─── DATA PROVIDED ───

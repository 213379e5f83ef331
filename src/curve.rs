//! Response curves in normalized space.
//!
//! A curve maps a normalized input `t` in [0, 1] to a normalized output in
//! [0, 1]. [`InterpolationDefinition::Identity`] returns `t` unchanged.
//! [`InterpolationDefinition::Bezier`] treats the control points as a
//! response curve `y = f(x)`: the curve parameter whose x coordinate equals
//! `t` is located by bisection, and the y coordinate at that parameter is
//! returned. Both coordinates are evaluated with De Casteljau's algorithm,
//! which handles every order from linear (2 points) to degree 7 (8 points)
//! with the same code.
//!
//! Feeding `t` straight in as the curve parameter would ignore the x
//! coordinates: the ease-in curve `(0,0) (0.7,0.3) (0.9,0.7) (1,1)` has
//! y = 0.5 at parameter 0.5, while its value at x = 0.5 is well below that.
//!
//! Evaluation is pure, allocation-free for valid curves, and bounded by a
//! fixed number of bisection steps, so it is safe to call from the
//! per-frame path.

use crate::{ControlPoint, CurveError, InterpolationDefinition};

/// Fewest control points a Bézier curve may have.
pub const MIN_CONTROL_POINTS: usize = 2;
/// Most control points a Bézier curve may have.
pub const MAX_CONTROL_POINTS: usize = 8;

// Halving [0, 1] this many times exhausts f64 precision.
const BISECTION_STEPS: usize = 52;

/// Evaluate `curve` at `t`. `t` is clamped to [0, 1] first; curves are never
/// extrapolated.
#[must_use]
pub fn evaluate(curve: &InterpolationDefinition, t: f64) -> f64 {
    if t.is_nan() {
        return t;
    }
    let t = t.clamp(0.0, 1.0);
    match curve {
        InterpolationDefinition::Identity => t,
        InterpolationDefinition::Bezier { points } => bezier_response(points, t),
    }
}

/// Check a curve definition's shape.
///
/// # Errors
///
/// Returns [`CurveError`] when a Bézier curve has fewer than
/// [`MIN_CONTROL_POINTS`] or more than [`MAX_CONTROL_POINTS`] points, a
/// coordinate outside [0, 1], or endpoints other than (0, 0) and (1, 1).
pub fn validate(curve: &InterpolationDefinition) -> Result<(), CurveError> {
    match curve {
        InterpolationDefinition::Identity => Ok(()),
        InterpolationDefinition::Bezier { points } => validate_points(points),
    }
}

fn validate_points(points: &[ControlPoint]) -> Result<(), CurveError> {
    if points.len() < MIN_CONTROL_POINTS {
        return Err(CurveError::TooFewPoints {
            count: points.len(),
            min: MIN_CONTROL_POINTS,
        });
    }
    if points.len() > MAX_CONTROL_POINTS {
        return Err(CurveError::TooManyPoints {
            count: points.len(),
            max: MAX_CONTROL_POINTS,
        });
    }
    for (index, p) in points.iter().enumerate() {
        if !(0.0..=1.0).contains(&p.x) || !(0.0..=1.0).contains(&p.y) {
            return Err(CurveError::CoordinateOutOfRange {
                index,
                x: p.x,
                y: p.y,
            });
        }
    }
    let first = points[0];
    if first.x != 0.0 || first.y != 0.0 {
        return Err(CurveError::StartPoint {
            x: first.x,
            y: first.y,
        });
    }
    let last = points[points.len() - 1];
    if last.x != 1.0 || last.y != 1.0 {
        return Err(CurveError::EndPoint {
            x: last.x,
            y: last.y,
        });
    }
    Ok(())
}

fn bezier_response(points: &[ControlPoint], t: f64) -> f64 {
    match points {
        [] => t,
        [only] => only.y,
        [first, .., last] => {
            if t <= 0.0 {
                return first.y;
            }
            if t >= 1.0 {
                return last.y;
            }
            let s = solve_parameter(points, t);
            de_casteljau(points, s, |p| p.y)
        }
    }
}

/// Find the curve parameter whose x coordinate is `x`.
///
/// Always runs the full step count, so the result is monotone in `x`
/// whenever the control x coordinates are sorted.
fn solve_parameter(points: &[ControlPoint], x: f64) -> f64 {
    let (mut lo, mut hi) = (0.0_f64, 1.0_f64);
    for _ in 0..BISECTION_STEPS {
        let mid = 0.5 * (lo + hi);
        if de_casteljau(points, mid, |p| p.x) < x {
            lo = mid;
        } else {
            hi = mid;
        }
    }
    0.5 * (lo + hi)
}

/// De Casteljau evaluation of one coordinate at parameter `s`.
fn de_casteljau(points: &[ControlPoint], s: f64, coord: impl Fn(&ControlPoint) -> f64) -> f64 {
    if points.len() <= MAX_CONTROL_POINTS {
        let mut buf = [0.0_f64; MAX_CONTROL_POINTS];
        for (slot, p) in buf.iter_mut().zip(points) {
            *slot = coord(p);
        }
        reduce(&mut buf[..points.len()], s)
    } else {
        let mut values: Vec<f64> = points.iter().map(coord).collect();
        reduce(&mut values, s)
    }
}

/// Repeatedly interpolate adjacent values until one remains.
fn reduce(values: &mut [f64], s: f64) -> f64 {
    let n = values.len();
    for level in 1..n {
        for i in 0..n - level {
            values[i] += (values[i + 1] - values[i]) * s;
        }
    }
    values.first().copied().unwrap_or(s)
}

───

ABOUT THIS TASK:
Output the data above exactly, please, line for line.

RESPONSE TO THIS TASK:
repository 213379e5f83ef331
filename src/curve.rs
//! Response curves in normalized space.
//!
//! A curve maps a normalized input `t` in [0, 1] to a normalized output in
//! [0, 1]. [`InterpolationDefinition::Identity`] returns `t` unchanged.
//! [`InterpolationDefinition::Bezier`] treats the control points as a
//! response curve `y = f(x)`: the curve parameter whose x coordinate equals
//! `t` is located by bisection, and the y coordinate at that parameter is
//! returned. Both coordinates are evaluated with De Casteljau's algorithm,
//! which handles every order from linear (2 points) to degree 7 (8 points)
//! with the same code.
//!
//! Feeding `t` straight in as the curve parameter would ignore the x
//! coordinates: the ease-in curve `(0,0) (0.7,0.3) (0.9,0.7) (1,1)` has
//! y = 0.5 at parameter 0.5, while its value at x = 0.5 is well below that.
//!
//! Evaluation is pure, allocation-free for valid curves, and bounded by a
//! fixed number of bisection steps, so it is safe to call from the
//! per-frame path.

use crate::{ControlPoint, CurveError, InterpolationDefinition};

/// Fewest control points a Bézier curve may have.
pub const MIN_CONTROL_POINTS: usize = 2;
/// Most control points a Bézier curve may have.
pub const MAX_CONTROL_POINTS: usize = 8;

// Halving [0, 1] this many times exhausts f64 precision.
const BISECTION_STEPS: usize = 52;

/// Evaluate `curve` at `t`. `t` is clamped to [0, 1] first; curves are never
/// extrapolated.
#[must_use]
pub fn evaluate(curve: &InterpolationDefinition, t: f64) -> f64 {
    if t.is_nan() {
        return t;
    }
    let t = t.clamp(0.0, 1.0);
    match curve {
        InterpolationDefinition::Identity => t,
        InterpolationDefinition::Bezier { points } => bezier_response(points, t),
    }
}

/// Check a curve definition's shape.
///
/// # Errors
///
/// Returns [`CurveError`] when a Bézier curve has fewer than
/// [`MIN_CONTROL_POINTS`] or more than [`MAX_CONTROL_POINTS`] points, a
/// coordinate outside [0, 1], or endpoints other than (0, 0) and (1, 1).
pub fn validate(curve: &InterpolationDefinition) -> Result<(), CurveError> {
    match curve {
        InterpolationDefinition::Identity => Ok(()),
        InterpolationDefinition::Bezier { points } => validate_points(points),
    }
}

fn validate_points(points: &[ControlPoint]) -> Result<(), CurveError> {
    if points.len() < MIN_CONTROL_POINTS {
        return Err(CurveError::TooFewPoints {
            count: points.len(),
            min: MIN_CONTROL_POINTS,
        });
    }
    if points.len() > MAX_CONTROL_POINTS {
        return Err(CurveError::TooManyPoints {
            count: points.len(),
            max: MAX_CONTROL_POINTS,
        });
    }
    for (index, p) in points.iter().enumerate() {
        if !(0.0..=1.0).contains(&p.x) || !(0.0..=1.0).contains(&p.y) {
            return Err(CurveError::CoordinateOutOfRange {
                index,
                x: p.x,
                y: p.y,
            });
        }
    }
    let first = points[0];
    if first.x != 0.0 || first.y != 0.0 {
        return Err(CurveError::StartPoint {
            x: first.x,
            y: first.y,
        });
    }
    let last = points[points.len() - 1];
    if last.x != 1.0 || last.y != 1.0 {
        return Err(CurveError::EndPoint {
            x: last.x,
            y: last.y,
        });
    }
    Ok(())
}

fn bezier_response(points: &[ControlPoint], t: f64) -> f64 {
    match points {
        [] => t,
        [only] => only.y,
        [first, .., last] => {
            if t <= 0.0 {
                return first.y;
            }
            if t >= 1.0 {
                return last.y;
            }
            let s = solve_parameter(points, t);
            de_casteljau(points, s, |p| p.y)
        }
    }
}

/// Find the curve parameter whose x coordinate is `x`.
///
/// Always runs the full step count, so the result is monotone in `x`
/// whenever the control x coordinates are sorted.
fn solve_parameter(points: &[ControlPoint], x: f64) -> f64 {
    let (mut lo, mut hi) = (0.0_f64, 1.0_f64);
    for _ in 0..BISECTION_STEPS {
        let mid = 0.5 * (lo + hi);
        if de_casteljau(points, mid, |p| p.x) < x {
            lo = mid;
        } else {
            hi = mid;
        }
    }
    0.5 * (lo + hi)
}

/// De Casteljau evaluation of one coordinate at parameter `s`.
fn de_casteljau(points: &[ControlPoint], s: f64, coord: impl Fn(&ControlPoint) -> f64) -> f64 {
    if points.len() <= MAX_CONTROL_POINTS {
        let mut buf = [0.0_f64; MAX_CONTROL_POINTS];
        for (slot, p) in buf.iter_mut().zip(points) {
            *slot = coord(p);
        }
        reduce(&mut buf[..points.len()], s)
    } else {
        let mut values: Vec<f64> = points.iter().map(coord).collect();
        reduce(&mut values, s)
    }
}

/// Repeatedly interpolate adjacent values until one remains.
fn reduce(values: &mut [f64], s: f64) -> f64 {
    let n = values.len();
    for level in 1..n {
        for i in 0..n - level {
            values[i] += (values[i + 1] - values[i]) * s;
        }
    }
    values.first().copied().unwrap_or(s)
}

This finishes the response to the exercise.